We start our look at inferential statistics by introducing the idea of taking a sample of a population. Sampling is a process of selecting a number of hopefully representative values or items from a population of values or items. There are times when it is impossible from a fiscal perspective or from a practical perspective, or from a time perspective for us to examine an entire population. Consider three examples.

First, let us say that we are about to buy a huge shipment of bolts of fabric. Perhaps there are 5000 bolts in the shipment. We want to be sure that items in the shipment, the individual bolts of fabric, meet our strict standards. We simply cannot afford the time or the expense of unrolling each bolt so that we can inspect the the 40 or 100 yards of cloth that are in each bolt. Instead, we decide to get a sample, a small number perhaps 50, of representative bolts from the shipment. We carefully inspect each of those 50. Certainly, if all 50 are flawless, we have no reason to reject the shipment. Now it is certainly possible that the 5000 bolts in the shipment had 4950 bad bolts and only 50 good ones! But it is highly unlikely that we would have just selected the good ones to examine.

Likewise, if we inspect 50 bolts and they are all flawed beyond our standards, then we are going to reject the entire shipment. We tell the seller that we do not have the time or the money to search through the remaining 4950 bolts to see if there are any good ones. The whole shipment goes back and we turn to someone else to supply us with fabric.
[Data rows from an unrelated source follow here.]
//! Aho–Corasick automaton compressed into a double-array trie.
//!
//! Layout: `base`/`check` hold the trie (`base[s] + c + 1 == p` with
//! `check[p] == base[s]` witnessing a child edge on byte `c`), `fail` holds
//! failure links per state, `output[s]` lists the pattern ids whose suffix
//! ends at `s`, and `values`/`lengths` carry the per-pattern payload and
//! byte length. Matching operates on unsigned bytes; callers canonicalize
//! case and encoding before building.
//!
//! Accepting trie nodes get a virtual child on the reserved code `0`, whose
//! slot stores `-(pattern id) - 1` in `base`; the exact-match fast path
//! follows plain trie edges and reads terminal acceptance out of that slot.

use std::collections::{BTreeMap, BTreeSet, VecDeque};

/// A single match: `value` is the payload of the pattern covering
/// `text[begin..end]`.
#[derive(Debug, Clone, PartialEq, Eq)]
pub struct Hit<V> {
    pub begin: usize,
    pub end: usize,
    pub value: V,
}

pub struct AhoCorasickDoubleArrayTrie<V> {
    base: Vec<i32>,
    check: Vec<i32>,
    fail: Vec<u32>,
    output: Vec<Vec<u32>>,
    values: Vec<V>,
    lengths: Vec<usize>,
}

impl<V: Clone> AhoCorasickDoubleArrayTrie<V> {
    /// Builds the automaton from `(pattern, payload)` entries. Pattern ids
    /// are assigned in entry order; empty patterns are skipped.
    pub fn new<K: AsRef<[u8]>>(entries: Vec<(K, V)>) -> Self {
        let mut builder = Builder::new();
        for (key, value) in entries {
            builder.add_keyword(key.as_ref(), value);
        }
        builder.build()
    }

    /// Number of stored patterns.
    pub fn pattern_count(&self) -> usize {
        self.values.len()
    }

    pub fn is_empty(&self) -> bool {
        self.values.is_empty()
    }

    /// Payload of a pattern id.
    pub fn value_at(&self, pattern_id: usize) -> &V {
        &self.values[pattern_id]
    }

    /// Collects every hit in `text`.
    pub fn parse_text(&self, text: impl AsRef<[u8]>) -> Vec<Hit<V>> {
        let mut hits = Vec::new();
        self.parse_text_with(text, |begin, end, value| {
            hits.push(Hit {
                begin,
                end,
                value: value.clone(),
            });
            true
        });
        hits
    }

    /// Streams hits into `predicate`; the scan stops once it returns
    /// `false`.
    pub fn parse_text_with<F>(&self, text: impl AsRef<[u8]>, mut predicate: F)
    where
        F: FnMut(usize, usize, &V) -> bool,
    {
        if self.is_empty() {
            return;
        }
        let mut state = 0u32;
        for (i, &c) in text.as_ref().iter().enumerate() {
            let position = i + 1;
            state = self.next_state(state, c);
            for &pid in &self.output[state as usize] {
                let pid = pid as usize;
                if !predicate(position - self.lengths[pid], position, &self.values[pid]) {
                    return;
                }
            }
        }
    }

    /// True when any pattern occurs in `text`.
    pub fn matches(&self, text: impl AsRef<[u8]>) -> bool {
        if self.is_empty() {
            return false;
        }
        let mut state = 0u32;
        for &c in text.as_ref().iter() {
            state = self.next_state(state, c);
            if !self.output[state as usize].is_empty() {
                return true;
            }
        }
        false
    }

    /// First hit in `text`, if any.
    pub fn find_first(&self, text: impl AsRef<[u8]>) -> Option<Hit<V>> {
        let mut first = None;
        self.parse_text_with(text, |begin, end, value| {
            first = Some(Hit {
                begin,
                end,
                value: value.clone(),
            });
            false
        });
        first
    }

    /// Pattern id of `key` iff `key` is exactly a stored pattern. Follows
    /// only trie edges, no failure links.
    pub fn exact_match(&self, key: impl AsRef<[u8]>) -> Option<usize> {
        if self.is_empty() {
            return None;
        }
        let mut b = self.base[0];
        for &c in key.as_ref().iter() {
            let p = b + c as i32 + 1;
            if p < 0 || p as usize >= self.check.len() || self.check[p as usize] != b {
                return None;
            }
            b = self.base[p as usize];
        }
        // terminal acceptance lives behind the virtual `\0` edge
        let p = b;
        if p < 0 || p as usize >= self.check.len() || self.check[p as usize] != b {
            return None;
        }
        match self.base[p as usize] {
            n if n < 0 => Some((-n - 1) as usize),
            _ => None,
        }
    }

    /// Payload of `key` iff `key` is exactly a stored pattern.
    pub fn get(&self, key: impl AsRef<[u8]>) -> Option<&V> {
        self.exact_match(key).map(|pid| &self.values[pid])
    }

    /// Success transition with failure fallback; the root absorbs bytes it
    /// has no edge for.
    #[inline]
    fn next_state(&self, mut current: u32, c: u8) -> u32 {
        loop {
            match self.transition_with_root(current, c) {
                Some(next) => return next,
                None => current = self.fail[current as usize],
            }
        }
    }

    #[inline]
    fn transition_with_root(&self, node_pos: u32, c: u8) -> Option<u32> {
        let b = self.base[node_pos as usize];
        let p = b + c as i32 + 1;
        if p >= 0 && (p as usize) < self.check.len() && self.check[p as usize] == b {
            return Some(p as u32);
        }
        if node_pos == 0 {
            return Some(0);
        }
        None
    }
}

// ---------------------------------------------------------------------------
// builder
// ---------------------------------------------------------------------------

/// Transient trie node in the build arena. Links are arena ids, not
/// pointers; the arena is dropped once the double array is packed.
struct TrieNode {
    depth: i32,
    success: BTreeMap<u8, u32>,
    failure: u32,
    emits: BTreeSet<u32>,
    index: i32,
}

impl TrieNode {
    fn new(depth: i32) -> Self {
        TrieNode {
            depth,
            success: BTreeMap::new(),
            failure: 0,
            emits: BTreeSet::new(),
            index: 0,
        }
    }

    fn largest_emit(&self) -> Option<u32> {
        self.emits.iter().next_back().copied()
    }

    fn is_acceptable(&self) -> bool {
        self.depth > 0 && !self.emits.is_empty()
    }
}

struct Builder<V> {
    nodes: Vec<TrieNode>,
    base: Vec<i32>,
    check: Vec<i32>,
    used: Vec<bool>,
    size: usize,
    next_check_pos: usize,
    values: Vec<V>,
    lengths: Vec<usize>,
}

const ROOT: u32 = 0;

impl<V: Clone> Builder<V> {
    fn new() -> Self {
        Builder {
            nodes: vec![TrieNode::new(0)],
            base: Vec::new(),
            check: Vec::new(),
            used: Vec::new(),
            size: 0,
            next_check_pos: 0,
            values: Vec::new(),
            lengths: Vec::new(),
        }
    }

    fn add_keyword(&mut self, key: &[u8], value: V) {
        if key.is_empty() {
            return;
        }
        let pattern_id = self.values.len() as u32;
        let mut current = ROOT;
        for &c in key {
            current = self.add_state(current, c);
        }
        self.nodes[current as usize].emits.insert(pattern_id);
        self.values.push(value);
        self.lengths.push(key.len());
    }

    fn add_state(&mut self, parent: u32, c: u8) -> u32 {
        if let Some(&child) = self.nodes[parent as usize].success.get(&c) {
            return child;
        }
        let child = self.nodes.len() as u32;
        let depth = self.nodes[parent as usize].depth + 1;
        self.nodes.push(TrieNode::new(depth));
        self.nodes[parent as usize].success.insert(c, child);
        child
    }

    fn build(mut self) -> AhoCorasickDoubleArrayTrie<V> {
        if self.values.is_empty() {
            return AhoCorasickDoubleArrayTrie {
                base: vec![0],
                check: vec![0],
                fail: vec![0],
                output: vec![Vec::new()],
                values: self.values,
                lengths: self.lengths,
            };
        }

        self.ensure_capacity(65_536);
        self.base[0] = 1;

        let siblings = self.fetch(ROOT);
        self.insert(&siblings);

        let (fail, output) = self.construct_failure_states();

        self.base.truncate(self.size.max(1));
        self.check.truncate(self.size.max(1));
        AhoCorasickDoubleArrayTrie {
            base: self.base,
            check: self.check,
            fail,
            output,
            values: self.values,
            lengths: self.lengths,
        }
    }

    /// Children of `parent` as `(code, node)` pairs in code order. Codes are
    /// `byte + 1`; an accepting parent contributes a virtual leaf on code
    /// `0` carrying its largest pattern id.
    fn fetch(&mut self, parent: u32) -> Vec<(usize, u32)> {
        let mut siblings = Vec::with_capacity(self.nodes[parent as usize].success.len() + 1);
        if self.nodes[parent as usize].is_acceptable() {
            let depth = self.nodes[parent as usize].depth;
            let largest = self.nodes[parent as usize].largest_emit();
            let fake = self.nodes.len() as u32;
            let mut fake_node = TrieNode::new(-(depth + 1));
            if let Some(id) = largest {
                fake_node.emits.insert(id);
            }
            self.nodes.push(fake_node);
            siblings.push((0, fake));
        }
        let children: Vec<(usize, u32)> = self.nodes[parent as usize]
            .success
            .iter()
            .map(|(&c, &node)| (c as usize + 1, node))
            .collect();
        siblings.extend(children);
        siblings
    }

    /// Places a sibling block under a shared `base`, advancing the
    /// candidate on collision, then descends.
    fn insert(&mut self, siblings: &[(usize, u32)]) -> i32 {
        let first_code = siblings[0].0;
        let last_code = siblings[siblings.len() - 1].0;
        // candidate slots start past first_code so that begin stays >= 1;
        // zero in check[] means unused
        let mut pos = (first_code + 1).max(self.next_check_pos) - 1;
        let mut nonzero_num = 0usize;
        let mut first = true;
        let begin;

        'outer: loop {
            pos += 1;
            self.ensure_capacity(pos + 1);
            if self.check[pos] != 0 {
                nonzero_num += 1;
                continue;
            } else if first {
                self.next_check_pos = pos;
                first = false;
            }

            let candidate = pos - first_code;
            self.ensure_capacity(candidate + last_code + 1);
            if self.used[candidate] {
                continue;
            }
            for &(code, _) in &siblings[1..] {
                if self.check[candidate + code] != 0 {
                    continue 'outer;
                }
            }
            begin = candidate;
            break;
        }

        // heuristic from darts: skip a mostly-occupied prefix next time
        if nonzero_num as f64 / (pos - self.next_check_pos + 1) as f64 >= 0.95 {
            self.next_check_pos = pos;
        }
        self.used[begin] = true;
        self.size = self.size.max(begin + last_code + 1);

        for &(code, _) in siblings {
            self.check[begin + code] = begin as i32;
        }
        for &(code, node) in siblings {
            let children = self.fetch(node);
            if children.is_empty() {
                let id = self.nodes[node as usize].largest_emit().unwrap_or(0);
                self.base[begin + code] = -(id as i32) - 1;
            } else {
                let child_begin = self.insert(&children);
                self.base[begin + code] = child_begin;
            }
            self.nodes[node as usize].index = (begin + code) as i32;
        }
        begin as i32
    }

    /// Breadth-first failure computation: depth-1 states fail to the root,
    /// deeper states to the longest proper suffix state, unioning its
    /// output.
    fn construct_failure_states(&mut self) -> (Vec<u32>, Vec<Vec<u32>>) {
        let mut fail = vec![0u32; self.size.max(1)];
        let mut output: Vec<Vec<u32>> = vec![Vec::new(); self.size.max(1)];
        let mut queue = VecDeque::new();

        let root_children: Vec<u32> = self.nodes[ROOT as usize].success.values().copied().collect();
        for child in root_children {
            self.nodes[child as usize].failure = ROOT;
            fail[self.nodes[child as usize].index as usize] = 0;
            Self::record_output(&self.nodes[child as usize], &mut output);
            queue.push_back(child);
        }

        while let Some(current) = queue.pop_front() {
            let transitions: Vec<(u8, u32)> = self.nodes[current as usize]
                .success
                .iter()
                .map(|(&c, &node)| (c, node))
                .collect();
            for (c, target) in transitions {
                queue.push_back(target);

                let mut trace = self.nodes[current as usize].failure;
                let new_failure = loop {
                    match self.trie_next(trace, c) {
                        Some(next) => break next,
                        None => trace = self.nodes[trace as usize].failure,
                    }
                };

                self.nodes[target as usize].failure = new_failure;
                fail[self.nodes[target as usize].index as usize] =
                    self.nodes[new_failure as usize].index as u32;

                let inherited: Vec<u32> = self.nodes[new_failure as usize]
                    .emits
                    .iter()
                    .copied()
                    .collect();
                self.nodes[target as usize].emits.extend(inherited);
                Self::record_output(&self.nodes[target as usize], &mut output);
            }
        }
        (fail, output)
    }

    /// Trie transition used during failure construction; the root falls
    /// back to itself.
    fn trie_next(&self, node: u32, c: u8) -> Option<u32> {
        match self.nodes[node as usize].success.get(&c) {
            Some(&next) => Some(next),
            None if self.nodes[node as usize].depth == 0 => Some(node),
            None => None,
        }
    }

    /// Emits in descending pattern-id order.
    fn record_output(node: &TrieNode, output: &mut [Vec<u32>]) {
        if !node.emits.is_empty() {
            output[node.index as usize] = node.emits.iter().rev().copied().collect();
        }
    }

    fn ensure_capacity(&mut self, n: usize) {
        if n > self.base.len() {
            let new_len = n.max(self.base.len() * 2);
            self.base.resize(new_len, 0);
            self.check.resize(new_len, 0);
            self.used.resize(new_len, false);
        }
    }
}
//! Result records and envelopes. Records carry the encoded id plus the
//! descriptor metadata a caller needs without further lookups; envelopes
//! are byte buffers with stable field order, so identical queries encode
//! byte-identically.

use serde::{Deserialize, Serialize};

use crate::file::FieldAccess;
use crate::EncodedId;

#[derive(Debug, Clone, PartialEq, Eq, Serialize, Deserialize)]
pub struct ClassMeta {
    pub id: EncodedId,
    pub descriptor: String,
    pub access_flags: u32,
    pub superclass: Option<String>,
    pub interfaces: Vec<String>,
    pub source_file: Option<String>,
}

#[derive(Debug, Clone, PartialEq, Eq, Serialize, Deserialize)]
pub struct MethodMeta {
    pub id: EncodedId,
    pub class_descriptor: String,
    pub name: String,
    pub shorty: String,
    pub return_type: String,
    pub param_types: Vec<String>,
    pub access_flags: u32,
}

impl MethodMeta {
    /// `Lcom/a/B;->name(I[J)V`
    pub fn descriptor(&self) -> String {
        format!(
            "{}->{}({}){}",
            self.class_descriptor,
            self.name,
            self.param_types.join(""),
            self.return_type
        )
    }
}

#[derive(Debug, Clone, PartialEq, Eq, Serialize, Deserialize)]
pub struct FieldMeta {
    pub id: EncodedId,
    pub class_descriptor: String,
    pub name: String,
    pub type_descriptor: String,
    pub access_flags: u32,
}

impl FieldMeta {
    /// `Lcom/a/B;->name:I`
    pub fn descriptor(&self) -> String {
        format!("{}->{}:{}", self.class_descriptor, self.name, self.type_descriptor)
    }
}

/// One field usage site inside a method body.
#[derive(Debug, Clone, PartialEq, Eq, Serialize, Deserialize)]
pub struct UsingFieldMeta {
    pub field: FieldMeta,
    pub access: FieldAccess,
}

/// A decoded annotation with indices resolved into descriptors.
#[derive(Debug, Clone, PartialEq, Serialize, Deserialize)]
pub struct AnnotationMeta {
    pub type_descriptor: String,
    pub visibility: u8,
    pub elements: Vec<AnnotationElementMeta>,
}

#[derive(Debug, Clone, PartialEq, Serialize, Deserialize)]
pub struct AnnotationElementMeta {
    pub name: String,
    pub value: AnnotationValue,
}

#[derive(Debug, Clone, PartialEq, Serialize, Deserialize)]
pub enum AnnotationValue {
    Byte(i8),
    Short(i16),
    Char(u16),
    Int(i32),
    Long(i64),
    Float(f32),
    Double(f64),
    String(String),
    Type(String),
    Field(String),
    Method(String),
    Enum(String),
    Boolean(bool),
    MethodType(u32),
    MethodHandle(u32),
    Array(Vec<AnnotationValue>),
    Annotation(Box<AnnotationMeta>),
    Null,
}

/// What an envelope carries per record.
#[derive(Debug, Copy, Clone, PartialEq, Eq, Serialize, Deserialize)]
pub enum Projection {
    /// Encoded ids only.
    Ids,
    /// Full records with inline metadata.
    Full,
}

/// Sorts ascending by (dex ordinal, local index) and drops duplicate ids.
/// Every result list goes through this before it leaves the session.
pub(crate) fn finish<T, F: Fn(&T) -> EncodedId>(mut items: Vec<T>, id_of: F) -> Vec<T> {
    items.sort_by_key(|item| id_of(item).raw());
    items.dedup_by_key(|item| id_of(item).raw());
    items
}

fn encode<T: Serialize>(items: &[T], ids: Vec<EncodedId>, projection: Projection) -> Vec<u8> {
    match projection {
        // struct field order is fixed, so the envelope is byte-stable
        Projection::Full => serde_json::to_vec(items).unwrap_or_default(),
        Projection::Ids => serde_json::to_vec(&ids).unwrap_or_default(),
    }
}

pub fn encode_classes(items: &[ClassMeta], projection: Projection) -> Vec<u8> {
    encode(items, items.iter().map(|c| c.id).collect(), projection)
}

pub fn encode_methods(items: &[MethodMeta], projection: Projection) -> Vec<u8> {
    encode(items, items.iter().map(|m| m.id).collect(), projection)
}

pub fn encode_fields(items: &[FieldMeta], projection: Projection) -> Vec<u8> {
    encode(items, items.iter().map(|f| f.id).collect(), projection)
}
The two instances above give two extremes. In inferential statistics we come up with understandings and rules for what we should do when we do not have such extreme cases. What should we do if in the 50 bolts that we do inspect we find just 2 that have some flaws in them? What should we do if we find 5 that are flawed? In the end we are going to base our decision on our examination of the sample of 50 bolts out of the population of 5000 bolts.

As a second example, consider the prognostications that surround elections. A year before the election we start getting statements like "Candidate X has 45% of the vote, candidate Y has 38% of the vote, and 17% are undecided." How do they get these numbers? They certainly do not hold a secret ballot for all potential voters and then just count the votes. Instead, these pollsters select a sample of the population and ask that sample how they would vote. Then based on the results of that survey of the people in the sample, the pollsters come up with their estimate of what the general population would do if the election were held at that moment. In the small print they also tell you that their numbers are at best guesses and that there is an anticipate error of upwards of 4 or 5%.